Faculty » David A. Rosenbaum

*** Starting at UCR July 2016 ***

Research Statement

Psychology is the science of mental life and behavior, yet remarkably little psychological research has been done on the topic of how we get from mental life to behavior. How do we plan and control our physical actions? How do we form the ideas that let us act, even for simple acts like speaking, reaching for objects, and walking on a university campus?

Answering this question can have important implications for medicine, engineering, and education. With a better understanding of the means by which thoughts are translated into actions, we can help people with movement difficulties, build smarter robots, and design better training methods for enhancing physical skills, such as those used in basic daily-life activities, playing music, playing sports, working, traveling, and so on.

The way we seek to better understand the translation of intentions into actions in our lab is mainly to rely on behavioral techniques. We generally ask people to carry out everyday tasks and we study how they perform the tasks. We assume that the way they do so can reveal what goes on in their minds before they do what they do.

With this simple approach, we have discovered several new phenomena: (1) It is easier to perform actions with repeated elements than with non-repeated elements; (2) repetition effects are so strong that people carry out movements in inefficient ways unless they are given strong incentives to switch; (3) people grab objects in ways that anticipate the body positions they will be in when they need the greatest control; (4) people pick up and carry objects that give them a sense of nearing goal completion even if they have to expend more effort in the process. Some of these discoveries have gotten media attention, including coverage in Scientific American and the New York Times.

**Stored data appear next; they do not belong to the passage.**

//! Shared application state handed to every handler.

use std::sync::Arc;

use vox_inference::{MediaFetcher, MediaProbe, SummarizationBackend, TranscriptionBackend};
use vox_jobs::JobScheduler;

/// Everything a request needs: the scheduler plus handles used for
/// dependency reporting.
#[derive(Clone)]
pub struct AppState {
    pub scheduler: JobScheduler,
    pub transcriber: Arc<dyn TranscriptionBackend>,
    pub fetcher: Arc<dyn MediaFetcher>,
    pub summarizer: Option<Arc<dyn SummarizationBackend>>,
    pub probe: Option<MediaProbe>,
}

impl AppState {
    pub fn new(
        scheduler: JobScheduler,
        transcriber: Arc<dyn TranscriptionBackend>,
        fetcher: Arc<dyn MediaFetcher>,
    ) -> Self {
        Self {
            scheduler,
            transcriber,
            fetcher,
            summarizer: None,
            probe: None,
        }
    }

    pub fn with_summarizer(mut self, summarizer: Arc<dyn SummarizationBackend>) -> Self {
        self.summarizer = Some(summarizer);
        self
    }

    pub fn with_probe(mut self, probe: MediaProbe) -> Self {
        self.probe = Some(probe);
        self
    }

    /// Whether `ffprobe` is installed. False when probing is disabled.
    pub async fn ffprobe_available(&self) -> bool {
        match &self.probe {
            Some(probe) => probe.is_available().await,
            None => false,
        }
    }
}
//! Route handlers.

pub mod jobs;
pub mod system;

Students interested in working in this lab should know that a unique feature of this kind of work is that most of the research is very “low-tech” though the implications are technical and potentially far-reaching. Students new to research can dive right in and be involved immediately in designing and running experiments. Having an immense amount of fun while being engaged in serious work is also a high priority of this laboratory.

Selected Publications

Rosenbaum, D. A. (2015). It’s A Jungle In There: How Competition And Cooperation In The Brain Shape The Mind. New York, New York: Oxford University Press. {Paperback edition of 2014 book}

Rosenbaum, D. A., Vaughan, J., & Wyble, B. (2015). MATLAB For Behavioral Scientists (Second Edition). Routledge/Taylor and Francis Group.

Coelho, C. J., Studenka, B. E., & Rosenbaum, D. A. (2014). End-state comfort trumps handedness in object manipulation. Journal of Experimental Psychology: Human Perception and Performance, 40, 718-730.

Rosenbaum, D. A., Gong, L., & Potts, C. A. (2014). Pre-crastination: Hastening subgoal completion at the expense of extra physical effort. Psychological Science, 25, 1487-1496.

Rosenbaum, D. A., Herbort, O., Weiss, D. J., & van der Wel, R. (2014). What’s in a grasp? American Scientist, 102, 366-373.

Coelho, C. J., & Rosenbaum, D. A. (2013). Is handedness just response bias? Psychonomic Bulletin & Review, 20, 957-962.

Rosenbaum, D. A. (2013). Planning and performing physical actions. In D. Reisberg (Ed.). Oxford Handbook of Cognitive Psychology (pp. 859-873). New York: Oxford University Press.

Coelho, C., J., Nusbaum, H. C., Rosenbaum, D. A., & Fenn, K. M. (2012). Imagined actions aren’t just weak actions: Task variability promotes skill learning in physical practice but not in mental practice. Journal of Experimental Psychology: Learning, Memory, and Cognition, 38, 1759-1764.

Rosenbaum, D. A., Chapman, K. M., Weigelt, M., Weiss, D. J., & van der Wel, R. (2012). Cognition, action, and object manipulation. Psychological Bulletin, 138, 924-946.

Rosenbaum, D. A. (2012). The tiger on your tail: Choosing between temporally extended behaviors. Psychological Science, 23, 855-860.

Santamaria, J. P. & Rosenbaum, D. A. (2011). Etiquette and effort: Holding doors for others. Psychological Science, 22, 584-588.

Rosenbaum, D. A. (2010). Human Motor Control (Second Edition). San Diego, CA: Elsevier/Academic Press. Translated into Japanese in 2012 by MIWA-SHOTEN, LTD, Japan.